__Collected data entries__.
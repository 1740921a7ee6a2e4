//! `host[:port]` parsing for resolution targets

use crate::models::ErrorKind;
use std::fmt;

/// A host plus the port its TLS endpoint listens on
#[derive(Debug, Clone, PartialEq, Eq)]
pub struct Target {
    pub host: String,
    pub port: u16,
}

impl Target {
    /// Parse `host`, `host:port`, `[v6]`, `[v6]:port` or a bare IPv6 literal.
    /// A missing port becomes `default_port`.
    pub fn parse(input: &str, default_port: u16) -> Result<Self, ErrorKind> {
        let input = input.trim();
        if input.is_empty() {
            return Err(ErrorKind::other("empty hostname"));
        }

        if let Some(rest) = input.strip_prefix('[') {
            let (host, after) = rest
                .split_once(']')
                .ok_or_else(|| ErrorKind::other(format!("unterminated IPv6 literal: {}", input)))?;
            let port = match after {
                "" => default_port,
                _ => {
                    let port = after.strip_prefix(':').ok_or_else(|| {
                        ErrorKind::other(format!("unexpected text after IPv6 literal: {}", input))
                    })?;
                    parse_port(port)?
                }
            };
            return Self::build(host, port);
        }

        match input.matches(':').count() {
            0 => Self::build(input, default_port),
            1 => {
                let (host, port) = input.split_once(':').unwrap_or((input, ""));
                Self::build(host, parse_port(port)?)
            }
            // Unbracketed IPv6 address
            _ => Self::build(input, default_port),
        }
    }

    fn build(host: &str, port: u16) -> Result<Self, ErrorKind> {
        if host.is_empty() {
            return Err(ErrorKind::other("empty hostname"));
        }
        Ok(Self {
            host: host.to_string(),
            port,
        })
    }
}

fn parse_port(port: &str) -> Result<u16, ErrorKind> {
    match port.parse::<u16>() {
        Ok(0) | Err(_) => Err(ErrorKind::other(format!("invalid port: {:?}", port))),
        Ok(port) => Ok(port),
    }
}

impl fmt::Display for Target {
    fn fmt(&self, f: &mut fmt::Formatter<'_>) -> fmt::Result {
        if self.host.contains(':') {
            write!(f, "[{}]:{}", self.host, self.port)
        } else {
            write!(f, "{}:{}", self.host, self.port)
        }
    }
}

__EXERCISE DIRECTIONS__. The line containing "let port = match" and every line after it, through the end of the records above: output exactly those, and nothing else.

__OUTPUT OF THE TASK__.
            let port = match after {
                "" => default_port,
                _ => {
                    let port = after.strip_prefix(':').ok_or_else(|| {
                        ErrorKind::other(format!("unexpected text after IPv6 literal: {}", input))
                    })?;
                    parse_port(port)?
                }
            };
            return Self::build(host, port);
        }

        match input.matches(':').count() {
            0 => Self::build(input, default_port),
            1 => {
                let (host, port) = input.split_once(':').unwrap_or((input, ""));
                Self::build(host, parse_port(port)?)
            }
            // Unbracketed IPv6 address
            _ => Self::build(input, default_port),
        }
    }

    fn build(host: &str, port: u16) -> Result<Self, ErrorKind> {
        if host.is_empty() {
            return Err(ErrorKind::other("empty hostname"));
        }
        Ok(Self {
            host: host.to_string(),
            port,
        })
    }
}

fn parse_port(port: &str) -> Result<u16, ErrorKind> {
    match port.parse::<u16>() {
        Ok(0) | Err(_) => Err(ErrorKind::other(format!("invalid port: {:?}", port))),
        Ok(port) => Ok(port),
    }
}

impl fmt::Display for Target {
    fn fmt(&self, f: &mut fmt::Formatter<'_>) -> fmt::Result {
        if self.host.contains(':') {
            write!(f, "[{}]:{}", self.host, self.port)
        } else {
            write!(f, "{}:{}", self.host, self.port)
        }
    }
}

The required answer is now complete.